Em termos de reconstrução do passado que é valorizado, seu discurso busca recuperar o período do desenvolvimentismo, além do primeiro governo Lula “o governo mais útil ao Brasil” e o governo Itamar, os quais teriam “resistido à chantagem emedebista”. Cabe destacar que Ciro foi ministro em ambos os governos. “Não estou disposto a vender minha alma no caminho de ser presidente do Brasil”, declara Ciro. Cabe destacar um aspecto importante na moralização da fronteira presente no discurso de Ciro com relação ao PT e Lula, este considerado velho amigo, “São Lula”, brinca, o que poderia levar à sua presença como parte do “nós”. Apesar da amizade, a proposta de ser vice de Lula foi considerada um insulto: “não represento o PT e discordo há tempos da compreensão que o partido tem do Brasil. O PT não tem projeto de país. Aproveitou essa liderança extraordinária, o Lula, mas não desenhou nada institucionalmente. Nem os grandes avanços, em matéria de políticas sociais, foram institucionalizadas”. Para Ciro, a candidatura do ex-presidente é uma fraude, “um convite à população para dançar na beira do abismo”, pois considera a interdição de Lula como certa, ainda que discorde plenamente da sua prisão e alegue que somente ganhando as eleições e restaurando o Estado de direito, diante do processo de politização do Judiciário brasileiro, Lula poderá sair da cadeia.
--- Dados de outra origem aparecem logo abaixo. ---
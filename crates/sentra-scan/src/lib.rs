//! Sentra-Scan: rule-based content-safety classification
//!
//! Labels text, URLs, email addresses, and decoded QR payloads as Safe or
//! Unsafe with human-readable reasons. Heuristic by design: substring and
//! regex matching over fixed tables, no reputation lookups and no learned
//! models.
//!
//! # Example
//!
//! ```
//! use sentra_scan::scan;
//! use sentra_core::{ScanKind, Verdict};
//!
//! let result = scan(ScanKind::Url, "http://192.168.1.5/install.exe");
//! assert_eq!(result.verdict, Verdict::Unsafe);
//! ```

pub mod classifier;
pub mod heuristics;
pub mod rules;

pub use classifier::{scan, ContentClassifier};
pub use rules::RuleSet;
//! CORS layer for the API. Request logging is handled by the router's
//! `TraceLayer`.
use tower_http::cors::CorsLayer;

pub fn cors() -> CorsLayer {
    CorsLayer::permissive()
}
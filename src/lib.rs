//! Scratch-off reveal surface.
//!
//! A cover image sits on top of some reveal content. Dragging a pointer across
//! it erases the cover along the path; once more than `finish_percent` of the
//! check zone is gone, the card completes (optionally fading the rest of the
//! cover out) and calls back once.
//!
//! ```no_run
//! use std::sync::Arc;
//! use std::time::Duration;
//! use scratch_card::{FileSource, PointerEvent, PointerInput, ScratchCard, ScratchConfig, ScratchHandle};
//!
//! let config = ScratchConfig::new(300, 150, "cover.png").with_finish_percent(50);
//! let mut card = ScratchCard::new(config, Arc::new(FileSource)).unwrap();
//! card.on_complete(|| println!("revealed!"));
//! card.wait_for_loads(Duration::from_secs(5));
//!
//! card.handle_pointer(&PointerEvent::Down(PointerInput::Mouse { page_x: 0.0, page_y: 75.0 }));
//! card.handle_pointer(&PointerEvent::Move(PointerInput::Mouse { page_x: 300.0, page_y: 75.0 }));
//! card.handle_pointer(&PointerEvent::Up);
//! println!("{}% scratched", card.filled_in_pixels());
//! ```

pub mod brush;
pub mod card;
pub mod compose;
pub mod config;
pub mod coverage;
pub mod eraser;
pub mod error;
pub mod gamma;
pub mod loader;
pub mod surface;
pub mod tracker;
pub mod types;

pub use card::{Completion, Fade, LoadState, ScratchCard, ScratchHandle};
pub use config::ScratchConfig;
pub use error::{Error, Result};
pub use loader::{FileSource, ImageSource, MemorySource};
pub use tracker::{Mode, PointerEvent, PointerInput, SurfaceGeometry};
pub use types::{CheckZone, CustomBrush, FrameBuffer, Point};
Crescer com distribuição de renda, investindo em educação e políticas de acesso a bens e serviços públicos de qualidade e políticas econômicas que agreguem valor à produção. A meta de seu programa é alcançar, em 15 anos, “o atual Índice de Desenvolvimento Humano de Portugal”, crescendo a 5% ao ano. Os elementos centrais de seu programa político são os 12 passos para mudar o Brasil [6]: geração de empregos; recuperação e modernização da infraestrutura; desenvolvimento e meio ambiente; ciência, tecnologia e inovação, investir maciçamente em educação; aprimorar o SUS para melhorar o atendimento na saúde; combater o crime com inteligência policial e proteção aos jovens; criar, manter e ampliar os programas sociais; a cultura como afirmação da identidade nacional; respeitar a todos os brasileiros; combater a corrupção; defesa, política exterior e soberania nacional.
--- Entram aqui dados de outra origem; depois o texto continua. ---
// Asynchronous image loading for the cover and the custom brush.
// Fetches run on detached workers; results come back over a channel and are
// only applied by the card that owns the receiver, on its own thread.

use std::collections::HashMap;
use std::path::Path;
use std::sync::Arc;
use std::sync::mpsc::{self, Receiver, RecvTimeoutError, Sender};
use std::thread;
use std::time::{Duration, Instant};

use image::RgbaImage;
use tracing::debug;

use crate::error::{Error, Result};

/// Where image bytes come from.
pub trait ImageSource: Send + Sync {
    fn fetch(&self, uri: &str) -> Result<RgbaImage>;
}

/// Decodes images from the local filesystem.
#[derive(Clone, Copy, Debug, Default)]
pub struct FileSource;

impl ImageSource for FileSource {
    fn fetch(&self, uri: &str) -> Result<RgbaImage> {
        let img = image::open(Path::new(uri)).map_err(|e| Error::image_load(uri, e))?;
        Ok(img.to_rgba8())
    }
}

/// Pre-decoded images keyed by URI.
#[derive(Clone, Debug, Default)]
pub struct MemorySource {
    images: HashMap<String, RgbaImage>,
}

impl MemorySource {
    pub fn new() -> Self {
        Self::default()
    }

    pub fn with(mut self, uri: impl Into<String>, image: RgbaImage) -> Self {
        self.images.insert(uri.into(), image);
        self
    }
}

impl ImageSource for MemorySource {
    fn fetch(&self, uri: &str) -> Result<RgbaImage> {
        self.images.get(uri).cloned().ok_or_else(|| Error::image_load(uri, "not found"))
    }
}

/// Bumped on every reload; results from an older generation are stale.
#[derive(Clone, Copy, Debug, Default, PartialEq, Eq, PartialOrd, Ord)]
pub struct Generation(u64);

impl Generation {
    pub fn next(self) -> Self {
        Generation(self.0 + 1)
    }
}

#[derive(Clone, Copy, Debug, PartialEq, Eq)]
pub enum Asset {
    Cover,
    Brush,
}

pub struct Loaded {
    pub generation: Generation,
    pub asset: Asset,
    pub uri: String,
    pub image: Result<RgbaImage>,
}

pub struct Loader {
    source: Arc<dyn ImageSource>,
    tx: Sender<Loaded>,
    rx: Receiver<Loaded>,
    in_flight: usize,
}

impl Loader {
    pub fn new(source: Arc<dyn ImageSource>) -> Self {
        let (tx, rx) = mpsc::channel();
        Self { source, tx, rx, in_flight: 0 }
    }

    /// Start fetching `uri` in the background.
    pub fn request(&mut self, generation: Generation, asset: Asset, uri: &str) {
        debug!(?generation, ?asset, uri, "image load requested");
        let source = Arc::clone(&self.source);
        let tx = self.tx.clone();
        let uri = uri.to_owned();
        self.in_flight += 1;
        thread::spawn(move || {
            let image = source.fetch(&uri);
            // The receiver is gone once the owning card is dropped; nothing to do then.
            let _ = tx.send(Loaded { generation, asset, uri, image });
        });
    }

    /// Number of requests whose result has not been collected yet.
    pub fn pending(&self) -> usize {
        self.in_flight
    }

    /// Collect whatever finished, without blocking.
    pub fn drain(&mut self) -> Vec<Loaded> {
        let done: Vec<Loaded> = self.rx.try_iter().collect();
        self.in_flight -= done.len();
        done
    }

    /// Block until every request is back or `timeout` runs out.
    pub fn wait(&mut self, timeout: Duration) -> Vec<Loaded> {
        let deadline = Instant::now() + timeout;
        let mut done = Vec::new();
        while self.in_flight > 0 {
            let left = deadline.saturating_duration_since(Instant::now());
            match self.rx.recv_timeout(left) {
                Ok(loaded) => {
                    self.in_flight -= 1;
                    done.push(loaded);
                }
                Err(RecvTimeoutError::Timeout | RecvTimeoutError::Disconnected) => break,
            }
        }
        done
    }
}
Questionado se aceitaria um eventual apoio da sigla do presidente Michel Temer caso seja eleito, Ciro revidou: “Nem a pau, Juvenal. Meu governo vai botar pra correr ladrão e bandido. Botar pra correr até a porta da cadeia” [7].“No primeiro dia de governo, o Banco do Brasil e a Caixa Econômica vão sair do cartel, passarão a oferecer política mais atrativa de juros. Vão tomar o mercado do Itaú, do Bradesco, do Santander”. Além de aumentar a competição de bancos estatais com privados, propõe o uso de reservas cambiais para abater a dívida pública, reforma previdenciária (transição para novo regime, de capitalização e unificação de tetos para servidores públicos e da iniciativa privada); e reforma tributária progressiva.
Em Sabatina realizada pela Record TV, em 21 de agosto, ao ser questionado sobre ser considerado pouco confiável pelo Mercado, Ciro Gomes declara: “A bíblia dá um ensino, dentre muitos ensinos sábios, de que não se deve servir a dois senhores. Porque se você se der à tarefa de servir dois senhores, você não servirá bem nem a um e nem a outro. E o meu patrão é o povo brasileiro.” E enfatiza que não é um inconsequente e como ministro da fazenda o Brasil teve o maior superávit da história, mais de 5% do Produto Interno Bruto (PIB).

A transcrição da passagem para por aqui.